Well, I pretty much know what I can do with my first two cam programs.  Lazy Cam and DeskCNC.  Basically they are 2D pocketing and pocket island tools.  Cam Bam I am still learning, but as i mentioend in another thread I figured out how touse it to turn organicx shapes and roatated splines into either exploded splines or poly lines so that my other cam programs can interpret and display them. 

So far the closest thing I've found to an easy 3d point and shoot tool is Gmax.  One website does list them as a possible 3d CNC CAD resource along with a bunch of other programs including cnc toolkit. 
Re: 3d cam
« Reply #11 on: May 20, 2010, 10:40:53 AM »
Well, once again I found myself writing the raw code by hand to get my cylinder.  I think I've written almost as much code from scratch using a macro in Excel as with my cam software. 

Excel is sure handy for re-iterative work. 

Cut this curve.  Step down .003, cut this curve, step down .003, cut this curve ...
Re: 3d cam
« Reply #12 on: May 21, 2010, 09:44:39 AM »
Ok...  I am now playing with gmax.  It seems to generate some of the fundamental gemometric solids ok.  Spheres, cones, cylinders, etc.  Now how do convert that to something I can machine. 

For example...  how would I use that to generate a half cylinder shaped pocket in a piece of plate. 

..... snippage

I only have DeskCNC for the nice easy 2d cam features. 

Save the design from GMAX as an .stl file.  Open with DeskCNC and have at it to generate the 3D toolpaths you need.
If Gmax won't save as .stl, there are several similar file formats( which G-max WILL save to) that you can convert to .stl with Accutrans

Fred Smith - IMService
http://www.imsrv.com
Re: 3d cam
« Reply #13 on: May 31, 2010, 02:37:59 PM »
Getting back to Cam Bam for a moment.  I was playing with the executions limited commercial product this morning and it is definitely superior in a couple ways to the last free beta version.  For one when it appears to freeze up, but is actually working it displays a CamBam is thinking message.  While I relaize this may not mean it hasn't locked up, so far it has not.  It really does need a lot of processing power.  I have a lot of older 3rd and 4th gen machines out in the shop.  This morning I ran it my daughters computer int he house.  In order to test it I ran it on some very complex engraving files.  Zing!  Nothing over abotu a minute to generate either tool paths or code files.  Stuff that was taking 15-30 minutes to generate tool paths on the machine I use int he shop and overnight to generate actual code files. 

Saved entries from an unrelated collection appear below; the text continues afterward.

//! # Job
//!
//! Asynchronous work items started by the search index and the distribution
//! service. The engine only ever observes their status.

use std::fmt;

use serde::{Deserialize, Serialize};

use super::errors::JobResult;

/// Job identifier assigned by the registry
pub type JobId = u64;

/// Job lifecycle status
#[derive(Debug, Clone, Copy, PartialEq, Eq, Hash, Serialize, Deserialize)]
#[serde(rename_all = "SCREAMING_SNAKE_CASE")]
pub enum JobStatus {
    Instantiated,
    Queued,
    Running,
    Finished,
    Failed,
    Cancelled,
}

impl JobStatus {
    /// Whether the job will not change status anymore
    pub fn is_terminal(&self) -> bool {
        matches!(
            self,
            JobStatus::Finished | JobStatus::Failed | JobStatus::Cancelled
        )
    }

    pub fn as_str(&self) -> &'static str {
        match self {
            JobStatus::Instantiated => "INSTANTIATED",
            JobStatus::Queued => "QUEUED",
            JobStatus::Running => "RUNNING",
            JobStatus::Finished => "FINISHED",
            JobStatus::Failed => "FAILED",
            JobStatus::Cancelled => "CANCELLED",
        }
    }
}

impl fmt::Display for JobStatus {
    fn fmt(&self, f: &mut fmt::Formatter<'_>) -> fmt::Result {
        f.write_str(self.as_str())
    }
}

/// Snapshot of a job as reported by the registry
#[derive(Debug, Clone, PartialEq, Eq, Serialize, Deserialize)]
pub struct Job {
    pub id: JobId,
    pub status: JobStatus,
    /// Operation name, e.g. `distribute`
    pub operation: String,
    /// Serialized result, set by some operations once finished
    #[serde(default, skip_serializing_if = "Option::is_none")]
    pub payload: Option<String>,
}

impl Job {
    pub fn new(id: JobId, operation: impl Into<String>, status: JobStatus) -> Self {
        Self {
            id,
            status,
            operation: operation.into(),
            payload: None,
        }
    }

    pub fn with_payload(mut self, payload: impl Into<String>) -> Self {
        self.payload = Some(payload.into());
        self
    }
}

/// Source of job status snapshots
pub trait JobRegistry: Send + Sync {
    fn job(&self, id: JobId) -> JobResult<Job>;
}
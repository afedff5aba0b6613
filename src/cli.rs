use clap::{Parser, Subcommand};
use std::path::PathBuf;

use crate::config::Preset;

/// Headless force-directed graph layout.
#[derive(Parser, Debug)]
#[command(name = "forcelayout")]
#[command(author, version, about, long_about = None)]
pub struct Cli {
    #[command(subcommand)]
    pub command: Commands,

    /// Log at debug level (overridden by RUST_LOG)
    #[arg(short, long, global = true)]
    pub verbose: bool,
}

#[derive(Subcommand, Debug)]
pub enum Commands {
    /// Lay out a graph and write node positions as JSON
    Layout {
        /// Graph document (.json, .yaml)
        #[arg(short, long)]
        input: PathBuf,

        /// Output file; stdout when omitted
        #[arg(short, long)]
        output: Option<PathBuf>,

        /// Base configuration preset
        #[arg(short, long, default_value_t = Preset::Default)]
        preset: Preset,

        /// Partial configuration overrides (.json, .yaml) merged onto the preset
        #[arg(short, long)]
        config: Option<PathBuf>,

        /// Run exactly this many ticks instead of running to convergence
        #[arg(short, long)]
        ticks: Option<usize>,

        /// Upper bound on frames when running to convergence
        #[arg(long, default_value_t = 10_000)]
        max_frames: usize,

        /// Simulate in three dimensions
        #[arg(long)]
        three_d: bool,

        /// Seed for initial placement
        #[arg(long, default_value_t = crate::random::DEFAULT_SEED)]
        seed: u64,
    },
    /// Print a preset's configuration as JSON, or list the presets
    Presets {
        /// Preset to print
        name: Option<Preset>,
    },
    /// Check a configuration for out-of-range values
    Validate {
        /// Base configuration preset
        #[arg(short, long, default_value_t = Preset::Default)]
        preset: Preset,

        /// Partial configuration overrides (.json, .yaml)
        #[arg(short, long)]
        config: Option<PathBuf>,
    },
}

Obviously I need to install the commercial executions limited version out on the my shop design computer to see if its really superior.  Its only a 2ghz single processor, and this machine is a 2.1ghz dual processor.  Both have the same memory 1G and the same hard drive.  I suppose also the graphics adaptor could make a difference.  Although they are both onboard AGP using shared memory. 

Time to break down and put a 2nd gen computer out in the shop I guess.